Stevens had two trump cards: First, he was a fantastic artist, whose mastery of brushwork was second only to his mastery of the female form— which brings us to the comic’s second selling point, Secord’s girlfriend Betty. Stevens based Betty’s appearance on a largely forgotten 1950s pinup model, Bettie Page and, as fans devoured the comic and bought up posters of the fictional Betty in droves, interest was revived in the character’s original inspiration. From forgotten model to major twentieth-century icon, Bettie Page’s re-emergence as a sex symbol, with a merchandising machine to match, stemmed almost entirely from the pages of The Rocketeer. If Betty was a remarkable comic book character, so too was the artist’s depiction of the 1930s milieu surrounding her adventures with Secord. Stevens delighted in delineating the eccentric architecture of prewar Hollywood, its stylish cars and airplanes, and its sense of fun.

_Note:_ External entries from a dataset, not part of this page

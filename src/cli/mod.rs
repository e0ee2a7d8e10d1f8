pub mod commands;
pub mod parser;

use crate::config::Config;
use crate::core::users::UserLogic;
use crate::db::initialize::open_db;
use crate::db::pool::DbPool;
use crate::db::queries::SlotFilter;
use crate::errors::{AppError, AppResult};
use crate::models::actor::Actor;
use crate::models::shift::Shift;
use crate::models::site::Site;
use crate::utils::date;
use chrono::NaiveDate;
use parser::{Cli, SlotFilterArgs};

/// What every handler needs besides its own arguments.
pub struct Context {
    pub cfg: Config,
    pub as_user: Option<i64>,
    pub today: NaiveDate,
}

impl Context {
    pub fn new(cli: &Cli, cfg: Config) -> AppResult<Self> {
        let today = match &cli.today {
            Some(raw) => date::parse_date(raw).ok_or_else(|| {
                AppError::InvalidInput(format!("invalid --today '{}', expected YYYY-MM-DD", raw))
            })?,
            None => date::today(),
        };

        Ok(Self {
            cfg,
            as_user: cli.as_user,
            today,
        })
    }

    /// Open the configured database with its schema brought up to date.
    pub fn open(&self) -> AppResult<DbPool> {
        open_db(&self.cfg.database)
    }

    /// The caller named by `--as`.
    pub fn actor(&self, pool: &DbPool) -> AppResult<Actor> {
        let id = self.as_user.ok_or_else(|| {
            AppError::Forbidden("this command needs the caller identity (--as <USER_ID>)".into())
        })?;
        UserLogic::resolve_actor(pool, id)
    }

    pub fn date(&self, input: Option<&str>) -> AppResult<NaiveDate> {
        date::resolve_date(input, self.today, self.cfg.strict_dates)
    }

    /// `[from, to]` of a period expression, the current month when absent.
    pub fn period(&self, input: Option<&str>) -> AppResult<(NaiveDate, NaiveDate)> {
        match input {
            Some(p) if !p.trim().is_empty() => date::range_bounds(p),
            _ => Ok(date::month_of(self.today)),
        }
    }
}

pub fn parse_shift(code: &str) -> AppResult<Shift> {
    Shift::from_code(code)
        .ok_or_else(|| AppError::InvalidInput(format!("invalid shift '{}', use M or T", code)))
}

pub fn parse_site(code: &str) -> AppResult<Site> {
    Site::from_code(code)
        .ok_or_else(|| AppError::InvalidInput(format!("invalid site '{}', use SA or BA", code)))
}

impl SlotFilterArgs {
    pub fn to_filter(&self) -> AppResult<SlotFilter> {
        Ok(SlotFilter::shift_site(
            self.shift.as_deref().map(parse_shift).transpose()?,
            self.site.as_deref().map(parse_site).transpose()?,
        ))
    }
}
use crate::errors::{AppError, AppResult};
use crate::models::setting::{Setting, SettingType, SettingValue};
use chrono::Local;
use rusqlite::types::Type;
use rusqlite::{Connection, OptionalExtension, Result, Row, params};

pub fn map_setting(row: &Row) -> Result<Setting> {
    let kind_str: String = row.get("kind")?;
    let kind = SettingType::from_db_str(&kind_str).ok_or_else(|| {
        rusqlite::Error::FromSqlConversionFailure(
            0,
            Type::Text,
            Box::new(AppError::InvalidSettingValue(format!("type {}", kind_str))),
        )
    })?;

    let raw: String = row.get("value")?;
    let value = SettingValue::parse(&raw, kind)
        .map_err(|e| rusqlite::Error::FromSqlConversionFailure(0, Type::Text, Box::new(e)))?;

    Ok(Setting {
        key: row.get("key")?,
        value,
        kind,
        description: row.get("description")?,
        created_by: row.get("created_by")?,
        created_at: row.get("created_at")?,
        updated_at: row.get("updated_at")?,
    })
}

pub fn load_setting(conn: &Connection, key: &str) -> AppResult<Option<Setting>> {
    let s = conn
        .query_row(
            "SELECT * FROM system_config WHERE key = ?1",
            [key],
            map_setting,
        )
        .optional()?;
    Ok(s)
}

pub fn load_settings(conn: &Connection) -> AppResult<Vec<Setting>> {
    let mut stmt = conn.prepare("SELECT * FROM system_config ORDER BY key ASC")?;
    let rows = stmt.query_map([], map_setting)?;

    let mut out = Vec::new();
    for r in rows {
        out.push(r?);
    }
    Ok(out)
}

pub fn insert_setting(
    conn: &Connection,
    key: &str,
    value: &SettingValue,
    description: &str,
    created_by: i64,
) -> AppResult<()> {
    let now = Local::now().to_rfc3339();
    conn.execute(
        "INSERT INTO system_config (key, value, kind, description, created_by, created_at, updated_at)
         VALUES (?1, ?2, ?3, ?4, ?5, ?6, ?6)",
        params![
            key,
            value.to_db_string(),
            value.kind().to_db_str(),
            description,
            created_by,
            now
        ],
    )?;
    Ok(())
}

pub fn update_setting(
    conn: &Connection,
    key: &str,
    value: &SettingValue,
    description: &str,
) -> AppResult<()> {
    conn.execute(
        "UPDATE system_config SET value = ?1, description = ?2, updated_at = ?3 WHERE key = ?4",
        params![
            value.to_db_string(),
            description,
            Local::now().to_rfc3339(),
            key
        ],
    )?;
    Ok(())
}

pub fn delete_setting(conn: &Connection, key: &str) -> AppResult<usize> {
    Ok(conn.execute("DELETE FROM system_config WHERE key = ?1", [key])?)
}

However, Stevens’ burgeoning career as a comic-book artist was matched by his successful life in Hollywood’s movie world as a storyboard artist and designer, which meant that it was four more years before a second Rocketeer adventure was serialized. This new tale appeared in 1988, from new publisher Comico. Then Comico went bust after only two issues of the comic, and it was an astonishing six years before the final installment crept out, published by Dark Horse Comics. The new yarn was, if anything, even more majestically drawn than the earlier episodes, and featured hardboiled gangsters, and old-time carnivals and freak shows, not to mention the Shadow (in all but name), complete with autogyro.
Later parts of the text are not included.